Task brief: Among the entries below, take the line with "pub mod shutdown;" and the line with "let sessions = ctx", and output them and every line between them exactly, with nothing else.

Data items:
.....

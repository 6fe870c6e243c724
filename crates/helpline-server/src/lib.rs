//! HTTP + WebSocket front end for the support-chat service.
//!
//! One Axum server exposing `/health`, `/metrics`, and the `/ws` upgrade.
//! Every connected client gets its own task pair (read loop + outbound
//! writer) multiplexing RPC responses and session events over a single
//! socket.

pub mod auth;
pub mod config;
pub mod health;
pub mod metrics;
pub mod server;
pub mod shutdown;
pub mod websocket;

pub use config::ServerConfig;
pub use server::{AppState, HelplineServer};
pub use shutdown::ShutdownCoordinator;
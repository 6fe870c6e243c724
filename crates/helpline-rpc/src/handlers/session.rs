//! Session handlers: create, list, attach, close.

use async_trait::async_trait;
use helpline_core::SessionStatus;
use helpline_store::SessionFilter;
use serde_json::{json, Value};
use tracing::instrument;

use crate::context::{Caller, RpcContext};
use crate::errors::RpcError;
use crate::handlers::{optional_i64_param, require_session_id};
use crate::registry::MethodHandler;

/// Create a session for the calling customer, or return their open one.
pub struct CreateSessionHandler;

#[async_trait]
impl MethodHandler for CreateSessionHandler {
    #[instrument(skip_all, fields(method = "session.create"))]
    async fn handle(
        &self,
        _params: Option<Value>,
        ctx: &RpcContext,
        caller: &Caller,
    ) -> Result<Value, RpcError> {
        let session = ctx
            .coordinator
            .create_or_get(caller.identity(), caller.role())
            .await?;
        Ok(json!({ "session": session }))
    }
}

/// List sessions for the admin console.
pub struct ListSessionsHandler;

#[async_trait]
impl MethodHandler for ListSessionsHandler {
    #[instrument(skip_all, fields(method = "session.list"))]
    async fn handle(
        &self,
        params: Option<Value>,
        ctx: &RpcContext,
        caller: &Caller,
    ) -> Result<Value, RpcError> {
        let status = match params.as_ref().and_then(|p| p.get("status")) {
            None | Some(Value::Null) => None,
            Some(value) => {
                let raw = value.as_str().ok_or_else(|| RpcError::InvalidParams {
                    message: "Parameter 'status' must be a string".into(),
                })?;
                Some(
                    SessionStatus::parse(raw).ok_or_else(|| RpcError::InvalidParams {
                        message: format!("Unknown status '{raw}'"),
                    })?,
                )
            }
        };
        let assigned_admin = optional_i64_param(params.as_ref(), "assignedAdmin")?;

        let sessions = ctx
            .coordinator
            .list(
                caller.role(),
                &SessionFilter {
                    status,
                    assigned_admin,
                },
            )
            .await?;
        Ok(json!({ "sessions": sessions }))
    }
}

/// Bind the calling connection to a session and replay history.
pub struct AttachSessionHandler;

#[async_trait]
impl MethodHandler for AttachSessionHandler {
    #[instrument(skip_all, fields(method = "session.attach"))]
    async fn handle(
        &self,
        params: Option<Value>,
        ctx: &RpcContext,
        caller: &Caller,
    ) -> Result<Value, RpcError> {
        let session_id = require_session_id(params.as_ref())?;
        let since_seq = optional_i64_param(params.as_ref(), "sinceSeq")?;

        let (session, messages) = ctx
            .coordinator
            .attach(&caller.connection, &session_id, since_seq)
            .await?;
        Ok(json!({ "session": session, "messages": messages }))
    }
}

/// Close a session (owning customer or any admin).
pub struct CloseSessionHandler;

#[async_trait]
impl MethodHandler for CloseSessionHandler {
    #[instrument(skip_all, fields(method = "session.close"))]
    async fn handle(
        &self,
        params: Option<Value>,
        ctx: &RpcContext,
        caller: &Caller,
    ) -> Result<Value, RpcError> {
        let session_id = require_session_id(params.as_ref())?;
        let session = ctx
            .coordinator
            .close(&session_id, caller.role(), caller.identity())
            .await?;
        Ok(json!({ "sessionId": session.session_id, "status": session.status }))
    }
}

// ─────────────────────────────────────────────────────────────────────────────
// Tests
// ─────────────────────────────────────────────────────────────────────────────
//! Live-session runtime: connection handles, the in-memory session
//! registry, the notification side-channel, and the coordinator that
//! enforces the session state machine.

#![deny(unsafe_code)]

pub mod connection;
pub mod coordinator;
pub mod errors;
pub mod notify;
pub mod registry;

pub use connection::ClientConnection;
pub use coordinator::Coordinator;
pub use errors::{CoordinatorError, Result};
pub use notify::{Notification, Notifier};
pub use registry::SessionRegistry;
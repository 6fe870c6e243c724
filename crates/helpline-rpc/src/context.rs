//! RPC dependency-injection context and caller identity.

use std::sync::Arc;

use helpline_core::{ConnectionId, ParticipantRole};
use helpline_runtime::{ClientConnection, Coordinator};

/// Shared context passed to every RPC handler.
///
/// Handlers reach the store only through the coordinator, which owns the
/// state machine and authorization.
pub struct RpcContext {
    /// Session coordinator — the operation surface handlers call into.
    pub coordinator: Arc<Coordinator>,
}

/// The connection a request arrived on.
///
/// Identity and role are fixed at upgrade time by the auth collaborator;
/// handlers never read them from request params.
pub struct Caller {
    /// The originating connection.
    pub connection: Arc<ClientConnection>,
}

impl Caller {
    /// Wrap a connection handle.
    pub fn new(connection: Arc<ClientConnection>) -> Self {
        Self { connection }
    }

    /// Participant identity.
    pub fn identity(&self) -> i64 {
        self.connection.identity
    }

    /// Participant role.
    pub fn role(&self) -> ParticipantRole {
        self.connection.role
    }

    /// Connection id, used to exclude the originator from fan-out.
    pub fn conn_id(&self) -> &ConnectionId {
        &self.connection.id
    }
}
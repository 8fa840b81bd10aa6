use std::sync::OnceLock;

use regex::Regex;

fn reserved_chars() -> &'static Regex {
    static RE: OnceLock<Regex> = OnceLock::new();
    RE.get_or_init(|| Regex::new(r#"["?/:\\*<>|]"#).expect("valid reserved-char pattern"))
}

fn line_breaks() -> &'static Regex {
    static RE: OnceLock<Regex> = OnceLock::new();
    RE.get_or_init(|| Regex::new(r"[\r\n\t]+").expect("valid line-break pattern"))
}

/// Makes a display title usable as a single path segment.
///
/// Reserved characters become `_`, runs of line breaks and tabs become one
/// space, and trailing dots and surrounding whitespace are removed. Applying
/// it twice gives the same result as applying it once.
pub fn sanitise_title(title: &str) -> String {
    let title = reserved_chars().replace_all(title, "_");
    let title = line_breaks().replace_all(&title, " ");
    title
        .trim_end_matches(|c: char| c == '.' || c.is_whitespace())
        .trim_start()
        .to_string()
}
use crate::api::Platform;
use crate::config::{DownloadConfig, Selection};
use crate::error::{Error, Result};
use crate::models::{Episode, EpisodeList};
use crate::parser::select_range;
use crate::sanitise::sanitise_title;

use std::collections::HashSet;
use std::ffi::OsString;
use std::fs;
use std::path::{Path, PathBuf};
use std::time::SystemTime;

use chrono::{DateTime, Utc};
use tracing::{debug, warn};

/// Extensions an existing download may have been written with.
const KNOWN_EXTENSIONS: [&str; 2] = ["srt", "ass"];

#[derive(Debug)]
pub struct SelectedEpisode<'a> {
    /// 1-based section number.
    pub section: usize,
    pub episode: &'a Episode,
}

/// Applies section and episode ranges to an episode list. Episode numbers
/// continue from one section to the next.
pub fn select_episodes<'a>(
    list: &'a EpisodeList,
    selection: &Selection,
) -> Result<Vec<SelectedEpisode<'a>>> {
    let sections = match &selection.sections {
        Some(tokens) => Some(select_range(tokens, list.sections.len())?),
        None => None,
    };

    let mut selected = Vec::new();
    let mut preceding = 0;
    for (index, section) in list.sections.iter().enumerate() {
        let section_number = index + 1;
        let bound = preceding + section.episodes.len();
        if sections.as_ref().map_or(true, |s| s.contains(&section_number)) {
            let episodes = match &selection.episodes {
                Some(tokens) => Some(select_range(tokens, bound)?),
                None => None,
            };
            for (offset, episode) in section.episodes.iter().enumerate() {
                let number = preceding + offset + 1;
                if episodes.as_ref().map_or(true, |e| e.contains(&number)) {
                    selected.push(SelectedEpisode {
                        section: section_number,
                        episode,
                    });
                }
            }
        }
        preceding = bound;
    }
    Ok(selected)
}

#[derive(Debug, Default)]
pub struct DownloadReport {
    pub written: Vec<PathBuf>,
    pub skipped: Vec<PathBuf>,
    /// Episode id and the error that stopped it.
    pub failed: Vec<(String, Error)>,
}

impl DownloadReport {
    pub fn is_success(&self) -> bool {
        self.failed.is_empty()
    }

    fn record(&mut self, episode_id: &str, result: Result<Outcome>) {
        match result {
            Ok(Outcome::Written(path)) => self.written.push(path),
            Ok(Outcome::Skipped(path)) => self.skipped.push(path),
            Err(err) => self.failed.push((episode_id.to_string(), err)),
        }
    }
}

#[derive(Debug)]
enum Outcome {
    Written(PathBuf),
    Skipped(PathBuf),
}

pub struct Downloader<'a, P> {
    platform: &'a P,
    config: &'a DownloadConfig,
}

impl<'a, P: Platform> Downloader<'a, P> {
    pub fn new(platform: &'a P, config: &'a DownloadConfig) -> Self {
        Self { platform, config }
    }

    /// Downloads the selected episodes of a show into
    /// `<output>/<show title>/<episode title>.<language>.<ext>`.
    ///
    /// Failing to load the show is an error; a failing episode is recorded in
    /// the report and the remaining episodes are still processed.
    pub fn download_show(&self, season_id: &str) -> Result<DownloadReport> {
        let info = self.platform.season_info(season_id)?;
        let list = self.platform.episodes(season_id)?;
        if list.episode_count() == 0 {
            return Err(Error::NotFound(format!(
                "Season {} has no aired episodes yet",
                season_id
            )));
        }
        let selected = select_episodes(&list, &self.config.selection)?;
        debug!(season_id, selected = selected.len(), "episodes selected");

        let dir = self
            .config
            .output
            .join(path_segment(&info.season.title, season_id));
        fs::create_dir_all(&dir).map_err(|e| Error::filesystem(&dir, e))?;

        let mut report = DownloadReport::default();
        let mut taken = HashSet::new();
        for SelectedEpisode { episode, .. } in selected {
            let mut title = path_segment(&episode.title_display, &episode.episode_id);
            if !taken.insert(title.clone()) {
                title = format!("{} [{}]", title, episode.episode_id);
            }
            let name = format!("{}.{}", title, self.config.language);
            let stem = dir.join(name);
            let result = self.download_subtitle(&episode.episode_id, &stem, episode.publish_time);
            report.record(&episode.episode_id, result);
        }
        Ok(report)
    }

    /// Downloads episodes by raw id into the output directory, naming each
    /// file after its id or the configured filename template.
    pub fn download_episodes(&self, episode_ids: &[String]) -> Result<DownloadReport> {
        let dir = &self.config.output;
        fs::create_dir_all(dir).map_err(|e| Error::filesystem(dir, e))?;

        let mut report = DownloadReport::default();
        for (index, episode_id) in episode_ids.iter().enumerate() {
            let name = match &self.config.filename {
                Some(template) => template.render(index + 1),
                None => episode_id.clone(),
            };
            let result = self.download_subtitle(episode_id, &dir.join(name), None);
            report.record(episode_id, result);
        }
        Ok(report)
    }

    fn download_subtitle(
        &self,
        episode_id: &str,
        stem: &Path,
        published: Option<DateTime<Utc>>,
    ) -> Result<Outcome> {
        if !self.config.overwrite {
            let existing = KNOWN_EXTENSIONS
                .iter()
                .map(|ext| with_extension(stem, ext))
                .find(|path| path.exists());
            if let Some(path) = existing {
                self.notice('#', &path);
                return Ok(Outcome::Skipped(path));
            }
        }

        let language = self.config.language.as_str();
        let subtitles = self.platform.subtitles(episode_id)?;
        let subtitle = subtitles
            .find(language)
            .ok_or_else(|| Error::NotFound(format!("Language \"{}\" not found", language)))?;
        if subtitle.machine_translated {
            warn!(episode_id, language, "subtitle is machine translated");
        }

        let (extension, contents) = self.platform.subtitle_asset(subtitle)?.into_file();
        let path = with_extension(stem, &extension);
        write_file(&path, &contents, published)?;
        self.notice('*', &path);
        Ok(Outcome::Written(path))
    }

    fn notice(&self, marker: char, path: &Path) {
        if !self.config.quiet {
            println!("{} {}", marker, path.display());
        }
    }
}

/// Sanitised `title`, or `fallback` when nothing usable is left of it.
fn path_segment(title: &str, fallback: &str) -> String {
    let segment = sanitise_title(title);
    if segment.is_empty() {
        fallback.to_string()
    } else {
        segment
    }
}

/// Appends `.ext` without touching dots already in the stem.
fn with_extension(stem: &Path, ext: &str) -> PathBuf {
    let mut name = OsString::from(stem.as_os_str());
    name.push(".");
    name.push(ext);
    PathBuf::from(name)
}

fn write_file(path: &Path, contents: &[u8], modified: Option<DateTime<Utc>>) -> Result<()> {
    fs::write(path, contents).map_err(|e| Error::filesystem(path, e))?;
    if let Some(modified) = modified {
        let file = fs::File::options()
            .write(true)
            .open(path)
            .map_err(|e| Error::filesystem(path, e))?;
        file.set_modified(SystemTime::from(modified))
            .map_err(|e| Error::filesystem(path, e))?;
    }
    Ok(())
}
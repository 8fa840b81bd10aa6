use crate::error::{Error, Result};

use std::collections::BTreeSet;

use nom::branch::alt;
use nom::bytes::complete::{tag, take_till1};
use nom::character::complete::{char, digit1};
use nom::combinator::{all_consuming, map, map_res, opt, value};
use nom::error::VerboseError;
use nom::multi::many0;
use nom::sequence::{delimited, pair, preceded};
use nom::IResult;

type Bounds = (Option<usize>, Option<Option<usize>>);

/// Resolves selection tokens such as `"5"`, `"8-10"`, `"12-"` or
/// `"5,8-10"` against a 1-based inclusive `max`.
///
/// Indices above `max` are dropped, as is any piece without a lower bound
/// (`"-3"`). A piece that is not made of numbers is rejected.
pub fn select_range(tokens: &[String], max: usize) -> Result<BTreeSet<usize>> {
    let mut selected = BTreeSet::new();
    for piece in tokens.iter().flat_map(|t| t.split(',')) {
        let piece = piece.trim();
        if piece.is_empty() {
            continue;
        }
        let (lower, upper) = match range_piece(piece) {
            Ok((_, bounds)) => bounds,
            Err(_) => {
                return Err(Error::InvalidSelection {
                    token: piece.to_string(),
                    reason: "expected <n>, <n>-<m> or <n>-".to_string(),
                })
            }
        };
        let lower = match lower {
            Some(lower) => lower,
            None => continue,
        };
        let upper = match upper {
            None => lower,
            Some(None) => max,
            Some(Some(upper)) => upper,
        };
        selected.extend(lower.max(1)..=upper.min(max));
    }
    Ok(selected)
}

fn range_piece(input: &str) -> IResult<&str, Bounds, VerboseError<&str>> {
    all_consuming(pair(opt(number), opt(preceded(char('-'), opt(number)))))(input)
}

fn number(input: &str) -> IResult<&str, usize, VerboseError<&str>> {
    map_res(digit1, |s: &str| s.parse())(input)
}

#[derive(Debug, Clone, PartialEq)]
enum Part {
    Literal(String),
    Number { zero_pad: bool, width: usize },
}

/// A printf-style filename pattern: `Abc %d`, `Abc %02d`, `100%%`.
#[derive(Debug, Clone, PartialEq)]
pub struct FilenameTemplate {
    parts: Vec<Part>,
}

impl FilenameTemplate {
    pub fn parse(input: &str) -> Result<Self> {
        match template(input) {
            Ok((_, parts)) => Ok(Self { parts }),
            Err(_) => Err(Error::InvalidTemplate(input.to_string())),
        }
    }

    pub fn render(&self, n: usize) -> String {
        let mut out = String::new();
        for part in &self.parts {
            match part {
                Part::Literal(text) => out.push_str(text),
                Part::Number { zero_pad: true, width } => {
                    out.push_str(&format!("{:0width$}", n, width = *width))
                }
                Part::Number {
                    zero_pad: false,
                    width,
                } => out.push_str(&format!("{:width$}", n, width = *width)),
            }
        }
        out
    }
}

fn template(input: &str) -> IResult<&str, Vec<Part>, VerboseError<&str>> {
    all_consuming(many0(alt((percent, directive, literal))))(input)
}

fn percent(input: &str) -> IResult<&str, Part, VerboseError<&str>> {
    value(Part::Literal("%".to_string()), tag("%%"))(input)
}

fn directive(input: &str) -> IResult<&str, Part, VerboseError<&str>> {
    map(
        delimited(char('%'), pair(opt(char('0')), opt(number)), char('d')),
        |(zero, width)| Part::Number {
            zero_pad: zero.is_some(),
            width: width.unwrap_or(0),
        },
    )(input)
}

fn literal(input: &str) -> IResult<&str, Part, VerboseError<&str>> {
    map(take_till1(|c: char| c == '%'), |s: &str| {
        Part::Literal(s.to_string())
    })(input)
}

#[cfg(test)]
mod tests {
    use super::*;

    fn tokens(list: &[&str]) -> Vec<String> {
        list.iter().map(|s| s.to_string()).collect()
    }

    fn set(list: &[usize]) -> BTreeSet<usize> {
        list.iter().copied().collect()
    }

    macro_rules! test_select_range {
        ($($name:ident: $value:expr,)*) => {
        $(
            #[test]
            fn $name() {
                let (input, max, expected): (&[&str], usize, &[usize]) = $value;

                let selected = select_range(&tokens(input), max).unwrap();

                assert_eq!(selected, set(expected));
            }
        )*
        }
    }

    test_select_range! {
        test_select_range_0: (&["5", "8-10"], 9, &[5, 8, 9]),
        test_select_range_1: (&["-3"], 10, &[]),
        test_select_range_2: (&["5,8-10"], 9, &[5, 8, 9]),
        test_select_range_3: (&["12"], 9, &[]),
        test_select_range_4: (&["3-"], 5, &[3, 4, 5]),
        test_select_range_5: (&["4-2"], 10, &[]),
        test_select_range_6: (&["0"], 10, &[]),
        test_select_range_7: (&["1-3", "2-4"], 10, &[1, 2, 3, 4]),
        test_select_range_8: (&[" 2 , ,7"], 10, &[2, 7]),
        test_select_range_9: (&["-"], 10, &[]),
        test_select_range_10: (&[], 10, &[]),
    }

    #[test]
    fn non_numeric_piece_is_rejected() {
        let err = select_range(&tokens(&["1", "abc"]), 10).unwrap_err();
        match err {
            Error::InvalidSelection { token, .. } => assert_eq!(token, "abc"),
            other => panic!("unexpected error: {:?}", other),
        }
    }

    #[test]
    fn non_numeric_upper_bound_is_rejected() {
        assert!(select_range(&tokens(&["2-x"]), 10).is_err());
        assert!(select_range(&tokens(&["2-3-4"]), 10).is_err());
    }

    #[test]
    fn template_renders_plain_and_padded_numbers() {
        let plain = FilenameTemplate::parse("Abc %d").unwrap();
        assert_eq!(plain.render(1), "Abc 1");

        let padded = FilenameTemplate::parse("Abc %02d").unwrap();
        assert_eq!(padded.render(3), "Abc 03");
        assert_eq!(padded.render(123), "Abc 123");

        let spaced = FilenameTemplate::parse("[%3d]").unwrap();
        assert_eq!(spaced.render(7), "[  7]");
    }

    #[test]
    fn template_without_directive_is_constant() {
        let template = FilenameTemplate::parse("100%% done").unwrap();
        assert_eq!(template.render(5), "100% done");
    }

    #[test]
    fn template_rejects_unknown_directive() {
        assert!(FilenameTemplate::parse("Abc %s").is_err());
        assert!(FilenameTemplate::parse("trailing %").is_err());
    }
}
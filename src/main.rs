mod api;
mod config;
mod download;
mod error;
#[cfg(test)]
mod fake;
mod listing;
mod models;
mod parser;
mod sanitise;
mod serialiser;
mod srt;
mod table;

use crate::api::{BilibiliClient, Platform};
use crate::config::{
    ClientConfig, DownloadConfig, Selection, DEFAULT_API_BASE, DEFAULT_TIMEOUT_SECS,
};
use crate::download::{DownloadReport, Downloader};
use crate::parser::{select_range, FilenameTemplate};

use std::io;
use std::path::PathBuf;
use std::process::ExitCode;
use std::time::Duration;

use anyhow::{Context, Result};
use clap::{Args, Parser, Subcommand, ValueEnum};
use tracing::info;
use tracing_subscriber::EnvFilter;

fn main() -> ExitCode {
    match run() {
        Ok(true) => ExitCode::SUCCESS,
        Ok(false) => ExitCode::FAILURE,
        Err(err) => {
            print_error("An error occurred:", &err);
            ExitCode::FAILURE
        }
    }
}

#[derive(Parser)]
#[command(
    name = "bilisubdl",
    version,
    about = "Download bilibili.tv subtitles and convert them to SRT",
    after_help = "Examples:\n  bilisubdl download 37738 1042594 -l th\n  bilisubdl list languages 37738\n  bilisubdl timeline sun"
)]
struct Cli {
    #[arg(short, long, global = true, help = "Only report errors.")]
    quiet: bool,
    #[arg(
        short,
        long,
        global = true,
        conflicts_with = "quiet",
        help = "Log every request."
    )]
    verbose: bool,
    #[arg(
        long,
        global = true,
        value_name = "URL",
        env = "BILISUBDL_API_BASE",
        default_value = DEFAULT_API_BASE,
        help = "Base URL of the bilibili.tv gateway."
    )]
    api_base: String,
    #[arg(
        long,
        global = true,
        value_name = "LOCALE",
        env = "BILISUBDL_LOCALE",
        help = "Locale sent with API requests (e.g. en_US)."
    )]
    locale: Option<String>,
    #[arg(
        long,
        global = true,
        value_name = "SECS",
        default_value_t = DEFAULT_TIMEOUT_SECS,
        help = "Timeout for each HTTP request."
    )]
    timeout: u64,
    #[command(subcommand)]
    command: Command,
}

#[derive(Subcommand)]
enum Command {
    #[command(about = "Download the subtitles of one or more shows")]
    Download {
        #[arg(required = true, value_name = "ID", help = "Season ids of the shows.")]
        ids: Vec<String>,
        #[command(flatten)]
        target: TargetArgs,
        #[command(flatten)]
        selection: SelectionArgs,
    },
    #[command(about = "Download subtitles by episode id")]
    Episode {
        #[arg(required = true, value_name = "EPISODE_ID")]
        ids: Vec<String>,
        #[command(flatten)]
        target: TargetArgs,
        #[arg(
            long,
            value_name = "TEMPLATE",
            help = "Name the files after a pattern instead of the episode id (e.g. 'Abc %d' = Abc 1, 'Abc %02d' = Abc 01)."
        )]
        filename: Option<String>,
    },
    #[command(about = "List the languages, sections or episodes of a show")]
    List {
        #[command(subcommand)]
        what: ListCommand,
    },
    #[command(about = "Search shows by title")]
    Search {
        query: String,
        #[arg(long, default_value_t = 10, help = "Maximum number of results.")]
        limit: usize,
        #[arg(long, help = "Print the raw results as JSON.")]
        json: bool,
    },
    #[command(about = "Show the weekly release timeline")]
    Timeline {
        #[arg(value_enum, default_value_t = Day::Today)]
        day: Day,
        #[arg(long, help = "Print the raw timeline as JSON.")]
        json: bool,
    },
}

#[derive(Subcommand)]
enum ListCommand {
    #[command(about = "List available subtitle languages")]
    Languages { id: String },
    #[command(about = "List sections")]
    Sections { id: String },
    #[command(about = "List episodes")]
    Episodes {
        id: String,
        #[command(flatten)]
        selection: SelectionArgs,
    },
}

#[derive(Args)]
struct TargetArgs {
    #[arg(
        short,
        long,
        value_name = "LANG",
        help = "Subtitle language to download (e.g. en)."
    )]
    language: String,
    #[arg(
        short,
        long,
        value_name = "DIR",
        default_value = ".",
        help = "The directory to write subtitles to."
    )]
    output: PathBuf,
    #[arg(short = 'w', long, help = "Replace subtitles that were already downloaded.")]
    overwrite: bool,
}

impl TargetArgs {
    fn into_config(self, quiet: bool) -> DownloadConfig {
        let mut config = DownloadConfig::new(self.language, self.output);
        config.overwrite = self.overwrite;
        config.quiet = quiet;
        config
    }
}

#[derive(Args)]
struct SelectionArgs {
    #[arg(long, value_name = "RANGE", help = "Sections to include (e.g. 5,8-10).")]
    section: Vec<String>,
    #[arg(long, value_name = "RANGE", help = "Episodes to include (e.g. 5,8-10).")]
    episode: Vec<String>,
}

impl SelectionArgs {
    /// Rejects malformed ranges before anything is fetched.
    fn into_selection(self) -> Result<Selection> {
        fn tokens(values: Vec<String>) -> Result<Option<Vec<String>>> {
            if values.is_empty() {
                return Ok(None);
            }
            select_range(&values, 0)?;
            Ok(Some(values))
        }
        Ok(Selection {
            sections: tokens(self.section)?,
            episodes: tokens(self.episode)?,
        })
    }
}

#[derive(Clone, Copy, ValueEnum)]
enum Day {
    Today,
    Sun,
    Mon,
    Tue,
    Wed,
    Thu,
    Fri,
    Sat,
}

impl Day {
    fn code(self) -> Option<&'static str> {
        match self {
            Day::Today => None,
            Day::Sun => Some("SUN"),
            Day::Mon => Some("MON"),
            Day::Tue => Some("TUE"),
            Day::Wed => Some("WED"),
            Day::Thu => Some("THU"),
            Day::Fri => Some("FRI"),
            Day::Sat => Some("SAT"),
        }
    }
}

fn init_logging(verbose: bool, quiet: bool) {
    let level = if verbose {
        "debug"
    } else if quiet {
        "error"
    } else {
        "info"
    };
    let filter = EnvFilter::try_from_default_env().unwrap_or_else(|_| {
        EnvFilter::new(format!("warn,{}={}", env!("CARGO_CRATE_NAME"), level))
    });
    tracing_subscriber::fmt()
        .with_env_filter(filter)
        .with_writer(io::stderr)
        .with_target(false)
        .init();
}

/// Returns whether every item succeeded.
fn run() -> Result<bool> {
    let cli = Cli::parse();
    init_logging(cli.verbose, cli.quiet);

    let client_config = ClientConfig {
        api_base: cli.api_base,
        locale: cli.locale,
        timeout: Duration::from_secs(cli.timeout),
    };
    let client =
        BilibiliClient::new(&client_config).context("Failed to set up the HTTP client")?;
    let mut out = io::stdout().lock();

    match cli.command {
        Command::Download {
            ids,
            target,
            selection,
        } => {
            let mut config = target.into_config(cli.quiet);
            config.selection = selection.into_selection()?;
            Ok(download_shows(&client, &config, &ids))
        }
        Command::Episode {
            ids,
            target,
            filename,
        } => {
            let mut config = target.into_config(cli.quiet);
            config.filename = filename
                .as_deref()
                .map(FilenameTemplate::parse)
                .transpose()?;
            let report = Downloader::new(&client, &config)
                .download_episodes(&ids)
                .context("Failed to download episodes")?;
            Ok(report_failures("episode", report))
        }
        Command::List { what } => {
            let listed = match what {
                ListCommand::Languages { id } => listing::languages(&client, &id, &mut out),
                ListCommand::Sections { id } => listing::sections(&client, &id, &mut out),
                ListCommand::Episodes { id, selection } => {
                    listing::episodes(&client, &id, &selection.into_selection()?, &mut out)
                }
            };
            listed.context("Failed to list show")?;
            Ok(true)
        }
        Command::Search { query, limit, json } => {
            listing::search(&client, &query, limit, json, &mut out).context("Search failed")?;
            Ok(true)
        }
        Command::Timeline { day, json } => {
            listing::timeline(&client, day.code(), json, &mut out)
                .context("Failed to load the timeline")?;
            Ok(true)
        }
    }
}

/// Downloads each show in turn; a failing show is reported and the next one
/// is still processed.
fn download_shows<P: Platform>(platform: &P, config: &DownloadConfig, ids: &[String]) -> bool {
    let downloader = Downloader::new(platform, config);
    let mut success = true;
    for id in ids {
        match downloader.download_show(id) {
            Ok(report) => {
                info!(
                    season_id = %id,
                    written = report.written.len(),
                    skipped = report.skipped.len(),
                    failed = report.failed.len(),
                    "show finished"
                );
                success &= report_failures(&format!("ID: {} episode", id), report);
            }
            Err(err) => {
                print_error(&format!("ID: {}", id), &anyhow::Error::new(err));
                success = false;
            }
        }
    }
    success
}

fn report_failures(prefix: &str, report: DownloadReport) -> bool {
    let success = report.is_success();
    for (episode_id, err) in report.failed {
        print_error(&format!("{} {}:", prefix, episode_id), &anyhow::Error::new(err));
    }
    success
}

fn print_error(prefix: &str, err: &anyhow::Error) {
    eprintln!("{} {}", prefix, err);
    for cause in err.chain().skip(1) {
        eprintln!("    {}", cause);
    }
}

.....

Your response:
pub mod shutdown;
pub mod websocket;

pub use config::ServerConfig;
pub use server::{AppState, HelplineServer};
pub use shutdown::ShutdownCoordinator;
repository 6fe870c6e243c724
filename crates/helpline-rpc/src/handlers/session.rs
//! Session handlers: create, list, attach, close.

use async_trait::async_trait;
use helpline_core::SessionStatus;
use helpline_store::SessionFilter;
use serde_json::{json, Value};
use tracing::instrument;

use crate::context::{Caller, RpcContext};
use crate::errors::RpcError;
use crate::handlers::{optional_i64_param, require_session_id};
use crate::registry::MethodHandler;

/// Create a session for the calling customer, or return their open one.
pub struct CreateSessionHandler;

#[async_trait]
impl MethodHandler for CreateSessionHandler {
    #[instrument(skip_all, fields(method = "session.create"))]
    async fn handle(
        &self,
        _params: Option<Value>,
        ctx: &RpcContext,
        caller: &Caller,
    ) -> Result<Value, RpcError> {
        let session = ctx
            .coordinator
            .create_or_get(caller.identity(), caller.role())
            .await?;
        Ok(json!({ "session": session }))
    }
}

/// List sessions for the admin console.
pub struct ListSessionsHandler;

#[async_trait]
impl MethodHandler for ListSessionsHandler {
    #[instrument(skip_all, fields(method = "session.list"))]
    async fn handle(
        &self,
        params: Option<Value>,
        ctx: &RpcContext,
        caller: &Caller,
    ) -> Result<Value, RpcError> {
        let status = match params.as_ref().and_then(|p| p.get("status")) {
            None | Some(Value::Null) => None,
            Some(value) => {
                let raw = value.as_str().ok_or_else(|| RpcError::InvalidParams {
                    message: "Parameter 'status' must be a string".into(),
                })?;
                Some(
                    SessionStatus::parse(raw).ok_or_else(|| RpcError::InvalidParams {
                        message: format!("Unknown status '{raw}'"),
                    })?,
                )
            }
        };
        let assigned_admin = optional_i64_param(params.as_ref(), "assignedAdmin")?;

        let sessions = ctx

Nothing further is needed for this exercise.